# [Records for the exercise]

#[cfg(test)]
mod tests {
    use super::*;
    use crate::extract_entities::extract_from_reader;

    const DATA: &str = "Student,Course,Professor,Department,College
Alice,CS101,Dr.Smith,CompSci,StateU
Bob,CS102,Dr.Smith,CompSci,StateU
Alice,CS101,Dr.Smith,CompSci,StateU
";

    fn sample_graph() -> CollegeGraph {
        let triples = extract_from_reader(DATA.as_bytes()).unwrap();
        CollegeGraph::from_triples(&triples)
    }

    #[test]
    fn test_one_node_per_label() {
        let graph = sample_graph();
        // Alice, Bob, CS101, CS102, Dr.Smith, CompSci, StateU
        assert_eq!(graph.node_count(), 7);
    }

    #[test]
    fn test_repeated_pairs_share_one_edge() {
        let graph = sample_graph();
        // Alice->CS101, CS101->Dr.Smith, Bob->CS102, CS102->Dr.Smith, Dr.Smith->CompSci, CompSci->StateU
        assert_eq!(graph.edge_count(), 6);

        let g = graph.graph();
        let alice = graph.index["Alice"];
        let cs101 = graph.index["CS101"];
        assert_eq!(g.edges_connecting(alice, cs101).count(), 1);

        let html = render_html(&graph).unwrap();
        assert_eq!(html.matches("\"from\":\"CompSci\",\"to\":\"StateU\"").count(), 1);
    }

    #[test]
    fn test_upsert_relation_last_write_wins() {
        let mut graph = CollegeGraph::new();
        let alice = graph.upsert_node("Alice", EntityType::Student);
        let cs101 = graph.upsert_node("CS101", EntityType::Course);

        let first = graph.upsert_relation(alice, cs101, "enrolled_in");
        let second = graph.upsert_relation(alice, cs101, "audits");
        assert_eq!(first, second);
        assert_eq!(graph.edge_count(), 1);
        assert_eq!(graph.graph()[first].label, "audits");

        graph.upsert_relation(cs101, alice, "has_student");
        assert_eq!(graph.edge_count(), 2);
    }

    #[test]
    fn test_node_attributes() {
        let graph = sample_graph();
        let node = graph.node("Alice").unwrap();

        assert_eq!(node.label, "Alice");
        assert_eq!(node.group, "Student");
        assert_eq!(node.color, "#00E5FF");
        assert_eq!(node.title, "<b>Alice</b><br>Type: Student");
        assert_eq!(node.size, 25);
        assert_eq!(graph.node("Dr.Smith").unwrap().color, "#FF5252");
    }

    #[test]
    fn test_upsert_last_write_wins() {
        let mut graph = CollegeGraph::new();
        let first = graph.upsert_node("Physics", EntityType::Course);
        let second = graph.upsert_node("Physics", EntityType::Department);

        assert_eq!(first, second);
        assert_eq!(graph.node_count(), 1);
        let node = graph.node("Physics").unwrap();
        assert_eq!(node.group, "Department");
        assert_eq!(node.color, "#7C4DFF");
    }

    #[test]
    fn test_edge_direction_and_label() {
        let graph = sample_graph();
        let g = graph.graph();
        let edge = g.edge_references().next().unwrap();

        assert_eq!(g[edge.source()].id, "Alice");
        assert_eq!(g[edge.target()].id, "CS101");
        assert_eq!(edge.weight().label, "enrolled_in");
        assert_eq!(edge.weight().width, 2);
    }

    #[test]
    fn test_render_contains_controls_and_data() {
        let html = render_html(&sample_graph()).unwrap();

        for marker in ["control-panel", "searchNode", "filterNodes", "exportPNG"] {
            assert!(html.contains(marker), "missing {}", marker);
        }
        assert!(html.contains("\"from\":\"Alice\",\"to\":\"CS101\""));
        assert!(html.contains("\"solver\":\"forceAtlas2Based\""));
        assert!(html.contains("\"navigationButtons\":true"));
        assert!(html.contains("background-color: #0f172a"));
        assert!(!html.contains("{{"));
    }

    #[test]
    fn test_render_escapes_script_close() {
        let mut graph = CollegeGraph::new();
        graph.upsert_node("</script>", EntityType::Student);

        let html = render_html(&graph).unwrap();
        assert!(html.contains("<\\/script>"));
    }

    #[test]
    fn test_write_html_empty_graph() {
        let dir = tempfile::TempDir::new().unwrap();
        let triples = extract_from_reader(
            "Student,Course,Professor,Department,College\n".as_bytes(),
        )
        .unwrap();
        let graph = CollegeGraph::from_triples(&triples);
        assert_eq!(graph.node_count(), 0);
        assert_eq!(graph.edge_count(), 0);

        let path = write_html(&graph, dir.path().join("college_graph.html")).unwrap();
        assert!(path.is_absolute());

        let html = fs::read_to_string(&path).unwrap();
        assert!(html.contains("new vis.DataSet([])"));
        assert!(html.contains("exportPNG"));
    }

    #[test]
    fn test_write_html_unwritable_path() {
        let dir = tempfile::TempDir::new().unwrap();
        let err = write_html(&sample_graph(), dir.path().join("missing").join("out.html")).unwrap_err();
        assert!(matches!(err, GraphError::Io(_)));
    }

    #[test]
    fn test_launch_browser_missing_command() {
        let dir = tempfile::TempDir::new().unwrap();
        let path = write_html(&sample_graph(), dir.path().join("college_graph.html")).unwrap();

        let err = launch_browser(Command::new("no-such-browser-for-college-graph"), &path).unwrap_err();
        assert!(matches!(err, GraphError::Browser(_)));
    }

    #[cfg(unix)]
    #[test]
    fn test_create_college_graph_writes_and_launches() {
        let dir = tempfile::TempDir::new().unwrap();
        let triples = extract_from_reader(DATA.as_bytes()).unwrap();

        let path = create_college_graph_with(
            &triples,
            &dir.path().join("college_graph.html"),
            Command::new("true"),
        )
        .unwrap();
        assert!(path.is_absolute());
        assert!(path.exists());

        let html = fs::read_to_string(&path).unwrap();
        for marker in ["control-panel", "searchNode", "filterNodes", "exportPNG"] {
            assert!(html.contains(marker), "missing {}", marker);
        }
    }
}
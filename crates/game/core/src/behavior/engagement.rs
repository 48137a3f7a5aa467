//! NPC attack decisions.
use crate::catalog::{MoveDefinition, RangeKind};
use crate::combat::{AppliedEffect, EffectTrigger};
use crate::geometry::{Aabb, Vec2, WorldPos};
use crate::ids::{NpcId, PlayerId, ProjectileId};
use crate::map::Terrain;
use crate::npc::NpcEntity;
use crate::rng::GameRng;
use crate::rules::Ruleset;

use super::Target;

#[derive(Clone, Copy, Debug, PartialEq, Eq, Hash, strum::Display, strum::AsRefStr)]
#[strum(serialize_all = "snake_case")]
#[cfg_attr(feature = "serde", derive(serde::Serialize, serde::Deserialize))]
#[cfg_attr(feature = "serde", serde(rename_all = "snake_case"))]
pub enum EngagementKind {
    Status,
    Melee,
    Ranged,
}

/// Projectile an NPC wants fired; the instance assigns the id.
#[derive(Clone, Debug, PartialEq)]
pub struct ProjectileLaunch {
    pub origin: WorldPos,
    pub direction: Vec2,
    pub damage: u32,
}

/// One NPC using one move on one player during a tick.
#[derive(Clone, Debug, PartialEq)]
#[cfg_attr(feature = "serde", derive(serde::Serialize, serde::Deserialize))]
pub struct NpcEngagement {
    pub npc: NpcId,
    pub target: PlayerId,
    pub move_name: String,
    pub kind: EngagementKind,
    /// Damage dealt immediately; ranged damage lands when the projectile hits.
    pub damage: u32,
    pub missed: bool,
    pub effects: Vec<AppliedEffect>,
    pub projectile: Option<ProjectileId>,
    #[cfg_attr(feature = "serde", serde(skip))]
    pub launch: Option<ProjectileLaunch>,
}

/// Picks a move, biased toward status moves when the NPC is healthy or the
/// target is weak.
pub fn choose_move<'c>(
    npc: &NpcEntity,
    target_hp_ratio: f32,
    rules: &'c Ruleset,
    rng: &mut GameRng,
) -> Option<&'c MoveDefinition> {
    let known: Vec<&MoveDefinition> = npc
        .moves
        .iter()
        .filter_map(|name| rules.catalog.move_def(name))
        .collect();
    let status: Vec<&MoveDefinition> = known.iter().copied().filter(|mv| mv.is_status()).collect();
    let damaging: Vec<&MoveDefinition> =
        known.iter().copied().filter(|mv| mv.is_damaging()).collect();

    let own_ratio = npc.hp_ratio();
    let status_bias = if own_ratio > 0.7 {
        0.4
    } else if target_hp_ratio < 0.3 {
        0.3
    } else if own_ratio < 0.3 {
        0.2
    } else {
        0.0
    };

    if !status.is_empty() && rng.chance(status_bias) {
        return rng.choose(&status).copied();
    }
    if !damaging.is_empty() {
        return rng.choose(&damaging).copied();
    }
    rng.choose(&known).copied()
}

/// Attempts an engagement against `target`. Sets the NPC's cooldown and
/// applies self-heals when a move is used; returns `None` and leaves the
/// cooldown at zero otherwise.
pub fn engage(
    npc: &mut NpcEntity,
    target: &Target<'_>,
    terrain: Terrain<'_>,
    rules: &Ruleset,
    rng: &mut GameRng,
) -> Option<NpcEngagement> {
    let config = &rules.config;
    let npc_box = npc.collider(config.npc_collider_size());
    let target_box = Aabb::square(target.position, config.player_size);

    let contact = npc_box.intersects(&target_box);
    let sight = terrain.line_of_sight(npc_box.center(), target_box.center());
    let in_range = npc.position.distance(target.position) < config.npc.ranged_attack_range;
    if !(contact || (sight && in_range)) {
        return None;
    }

    let mv = choose_move(npc, target.hp_ratio, rules, rng)?;
    let kind = match (mv.is_status(), mv.range) {
        (true, _) => EngagementKind::Status,
        (false, RangeKind::Melee) => EngagementKind::Melee,
        (false, RangeKind::Ranged) => EngagementKind::Ranged,
    };
    let usable = match kind {
        EngagementKind::Status | EngagementKind::Ranged => sight,
        EngagementKind::Melee => contact,
    };
    if !usable {
        return None;
    }

    let mut effects = mv.effects.fire(EffectTrigger::OnActivate, 0, rng);
    let mut engagement = NpcEngagement {
        npc: npc.id,
        target: target.player.clone(),
        move_name: mv.name.clone(),
        kind,
        damage: 0,
        missed: false,
        effects: Vec::new(),
        projectile: None,
        launch: None,
    };

    match kind {
        EngagementKind::Status => {
            engagement.missed = rng.range_inclusive(1, 100) > i32::from(mv.accuracy);
            if !engagement.missed {
                effects.extend(mv.effects.fire(EffectTrigger::BeforeHit, 0, rng));
                effects.extend(mv.effects.fire(EffectTrigger::OnHit, 0, rng));
            }
            npc.cooldown = config.cooldowns.status;
        }
        EngagementKind::Melee => {
            let roll = rules
                .damage()
                .resolve_damage(&npc.combatant(), target.combatant, mv, rng);
            engagement.missed = roll.missed;
            engagement.damage = roll.damage;
            if !roll.missed {
                effects.extend(mv.effects.fire(EffectTrigger::BeforeHit, 0, rng));
                effects.extend(mv.effects.fire(EffectTrigger::OnHit, roll.damage, rng));
            }
            npc.cooldown = config.cooldowns.melee;
        }
        EngagementKind::Ranged => {
            let roll = rules
                .damage()
                .resolve_damage(&npc.combatant(), target.combatant, mv, rng);
            engagement.missed = roll.missed;
            if !roll.missed {
                let origin = npc_box.center();
                let direction = (target_box.center() - origin)
                    .normalized()
                    .unwrap_or(Vec2::new(1.0, 0.0));
                engagement.launch = Some(ProjectileLaunch {
                    origin,
                    direction,
                    damage: roll.damage,
                });
            }
            npc.cooldown = config.cooldowns.ranged;
        }
    }

    for effect in &effects {
        if let AppliedEffect::Heal { amount } = effect {
            npc.heal(*amount);
        }
    }
    engagement.effects = effects;
    Some(engagement)
}
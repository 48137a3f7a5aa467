use crate::geometry::TilePos;

/// Rectangle in tile coordinates covering `[x, x + width) × [y, y + height)`.
#[derive(Clone, Copy, Debug, PartialEq, Eq, Hash)]
#[cfg_attr(feature = "serde", derive(serde::Serialize, serde::Deserialize))]
pub struct Room {
    pub x: i32,
    pub y: i32,
    pub width: i32,
    pub height: i32,
}

impl Room {
    pub const fn new(x: i32, y: i32, width: i32, height: i32) -> Self {
        Self {
            x,
            y,
            width,
            height,
        }
    }

    pub const fn center(&self) -> TilePos {
        TilePos::new(self.x + self.width / 2, self.y + self.height / 2)
    }

    pub const fn contains(&self, pos: TilePos) -> bool {
        pos.x >= self.x
            && pos.x < self.x + self.width
            && pos.y >= self.y
            && pos.y < self.y + self.height
    }

    /// Every tile of the room in row-major order.
    pub fn tiles(&self) -> impl Iterator<Item = TilePos> + '_ {
        (self.y..self.y + self.height)
            .flat_map(move |y| (self.x..self.x + self.width).map(move |x| TilePos::new(x, y)))
    }

    /// The room shrunk by `margin` on every side, if anything is left.
    pub fn interior(&self, margin: i32) -> Option<Room> {
        let width = self.width - 2 * margin;
        let height = self.height - 2 * margin;
        (width > 0 && height > 0).then(|| Room::new(self.x + margin, self.y + margin, width, height))
    }

    /// The room grown by `margin` on every side.
    pub const fn expanded(&self, margin: i32) -> Room {
        Room::new(
            self.x - margin,
            self.y - margin,
            self.width + 2 * margin,
            self.height + 2 * margin,
        )
    }

    pub const fn intersects(&self, other: &Room) -> bool {
        self.x < other.x + other.width
            && self.x + self.width > other.x
            && self.y < other.y + other.height
            && self.y + self.height > other.y
    }
}
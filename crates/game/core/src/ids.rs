use std::fmt;

/// Identifier of a connected player, assigned by the session layer.
#[derive(Clone, Debug, PartialEq, Eq, PartialOrd, Ord, Hash)]
#[cfg_attr(feature = "serde", derive(serde::Serialize, serde::Deserialize))]
pub struct PlayerId(pub String);

impl PlayerId {
    pub fn new(id: impl Into<String>) -> Self {
        Self(id.into())
    }

    pub fn as_str(&self) -> &str {
        &self.0
    }
}

impl From<&str> for PlayerId {
    fn from(value: &str) -> Self {
        Self(value.to_owned())
    }
}

impl fmt::Display for PlayerId {
    fn fmt(&self, f: &mut fmt::Formatter<'_>) -> fmt::Result {
        f.write_str(&self.0)
    }
}

/// Identifier of a generated dungeon floor.
#[derive(Clone, Copy, Debug, PartialEq, Eq, PartialOrd, Ord, Hash)]
#[cfg_attr(feature = "serde", derive(serde::Serialize, serde::Deserialize))]
pub struct InstanceId(pub u64);

impl fmt::Display for InstanceId {
    fn fmt(&self, f: &mut fmt::Formatter<'_>) -> fmt::Result {
        write!(f, "dungeon_{}", self.0)
    }
}

/// Identifier of a wild creature, unique within its instance.
#[derive(Clone, Copy, Debug, PartialEq, Eq, PartialOrd, Ord, Hash)]
#[cfg_attr(feature = "serde", derive(serde::Serialize, serde::Deserialize))]
pub struct NpcId(pub u32);

impl fmt::Display for NpcId {
    fn fmt(&self, f: &mut fmt::Formatter<'_>) -> fmt::Result {
        write!(f, "wild_{}", self.0)
    }
}

/// Identifier of an in-flight projectile, unique within its instance.
#[derive(Clone, Copy, Debug, PartialEq, Eq, PartialOrd, Ord, Hash)]
#[cfg_attr(feature = "serde", derive(serde::Serialize, serde::Deserialize))]
pub struct ProjectileId(pub u32);

impl fmt::Display for ProjectileId {
    fn fmt(&self, f: &mut fmt::Formatter<'_>) -> fmt::Result {
        write!(f, "projectile_{}", self.0)
    }
}
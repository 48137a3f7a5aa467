//! Data-driven content definitions and loaders.
//!
//! This crate reads the static data a dungeon server runs on:
//! - Species, moves and the encounter table (RON)
//! - Game configuration (TOML)
//!
//! Everything loaded here is validated and then handed to `game-core` as a
//! [`Ruleset`](game_core::Ruleset); content never appears in instance state.

#[cfg(feature = "loaders")]
pub mod loaders;

#[cfg(feature = "loaders")]
pub use loaders::{CatalogLoader, ConfigLoader, ContentFactory, LoadResult};
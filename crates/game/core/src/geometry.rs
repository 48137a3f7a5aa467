//! World-space and tile-space coordinates.
//!
//! Entities live in continuous world coordinates; the grid is addressed in
//! tile coordinates. Conversion floors toward negative infinity so positions
//! left of or above the origin never alias tile `(0, 0)`.
use std::ops::{Add, Mul, Neg, Sub};

/// Continuous 2D vector used for world positions and headings.
#[derive(Clone, Copy, Debug, PartialEq, Default)]
#[cfg_attr(feature = "serde", derive(serde::Serialize, serde::Deserialize))]
pub struct Vec2 {
    pub x: f32,
    pub y: f32,
}

/// A point in world coordinates (pixels).
pub type WorldPos = Vec2;

impl Vec2 {
    pub const ZERO: Self = Self { x: 0.0, y: 0.0 };

    pub const fn new(x: f32, y: f32) -> Self {
        Self { x, y }
    }

    pub fn length(self) -> f32 {
        (self.x * self.x + self.y * self.y).sqrt()
    }

    pub fn distance(self, other: Self) -> f32 {
        (other - self).length()
    }

    /// Unit vector in the same direction, or `None` for the zero vector.
    pub fn normalized(self) -> Option<Self> {
        let length = self.length();
        (length > f32::EPSILON).then(|| Self::new(self.x / length, self.y / length))
    }

    /// Heading at `angle` radians, scaled to `length`.
    pub fn from_angle(angle: f32, length: f32) -> Self {
        Self::new(angle.cos() * length, angle.sin() * length)
    }

    /// The two perpendicular deflections `(y, -x)` and `(-y, x)`.
    pub fn perpendiculars(self) -> [Self; 2] {
        [Self::new(self.y, -self.x), Self::new(-self.y, self.x)]
    }
}

impl Add for Vec2 {
    type Output = Vec2;
    fn add(self, rhs: Vec2) -> Vec2 {
        Vec2::new(self.x + rhs.x, self.y + rhs.y)
    }
}

impl Sub for Vec2 {
    type Output = Vec2;
    fn sub(self, rhs: Vec2) -> Vec2 {
        Vec2::new(self.x - rhs.x, self.y - rhs.y)
    }
}

impl Mul<f32> for Vec2 {
    type Output = Vec2;
    fn mul(self, rhs: f32) -> Vec2 {
        Vec2::new(self.x * rhs, self.y * rhs)
    }
}

impl Neg for Vec2 {
    type Output = Vec2;
    fn neg(self) -> Vec2 {
        Vec2::new(-self.x, -self.y)
    }
}

/// Discrete grid position expressed in tile coordinates.
#[derive(Clone, Copy, Debug, PartialEq, Eq, PartialOrd, Ord, Hash, Default)]
#[cfg_attr(feature = "serde", derive(serde::Serialize, serde::Deserialize))]
pub struct TilePos {
    pub x: i32,
    pub y: i32,
}

impl TilePos {
    pub const fn new(x: i32, y: i32) -> Self {
        Self { x, y }
    }

    /// Tile containing the world point.
    pub fn from_world(position: WorldPos, tile_size: u32) -> Self {
        let size = tile_size.max(1) as f32;
        Self::new(
            (position.x / size).floor() as i32,
            (position.y / size).floor() as i32,
        )
    }

    /// Top-left corner of this tile in world coordinates.
    pub fn to_world(self, tile_size: u32) -> WorldPos {
        let size = tile_size as f32;
        Vec2::new(self.x as f32 * size, self.y as f32 * size)
    }

    pub const fn offset(self, dx: i32, dy: i32) -> Self {
        Self::new(self.x + dx, self.y + dy)
    }
}

/// Axis-aligned box in world coordinates.
#[derive(Clone, Copy, Debug, PartialEq)]
pub struct Aabb {
    pub origin: WorldPos,
    pub width: f32,
    pub height: f32,
}

impl Aabb {
    pub const fn new(origin: WorldPos, width: f32, height: f32) -> Self {
        Self {
            origin,
            width,
            height,
        }
    }

    pub fn square(origin: WorldPos, size: f32) -> Self {
        Self::new(origin, size, size)
    }

    pub fn center(&self) -> WorldPos {
        Vec2::new(
            self.origin.x + self.width / 2.0,
            self.origin.y + self.height / 2.0,
        )
    }

    /// The four corners probed by grid collision: top-left, top-right,
    /// bottom-left, bottom-right.
    pub fn corners(&self) -> [WorldPos; 4] {
        let Vec2 { x, y } = self.origin;
        [
            Vec2::new(x, y),
            Vec2::new(x + self.width, y),
            Vec2::new(x, y + self.height),
            Vec2::new(x + self.width, y + self.height),
        ]
    }

    /// Strict overlap; boxes that only share an edge do not intersect.
    pub fn intersects(&self, other: &Aabb) -> bool {
        self.origin.x < other.origin.x + other.width
            && self.origin.x + self.width > other.origin.x
            && self.origin.y < other.origin.y + other.height
            && self.origin.y + self.height > other.origin.y
    }
}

# [Exercise brief]
For the word "effects", find every line in the data that holds it and copy that line.

# [Solution]
    pub effects: Vec<AppliedEffect>,
    let mut effects = mv.effects.fire(EffectTrigger::OnActivate, 0, rng);
        effects: Vec::new(),
                effects.extend(mv.effects.fire(EffectTrigger::BeforeHit, 0, rng));
                effects.extend(mv.effects.fire(EffectTrigger::OnHit, 0, rng));
                effects.extend(mv.effects.fire(EffectTrigger::BeforeHit, 0, rng));
                effects.extend(mv.effects.fire(EffectTrigger::OnHit, roll.damage, rng));
    for effect in &effects {
    engagement.effects = effects;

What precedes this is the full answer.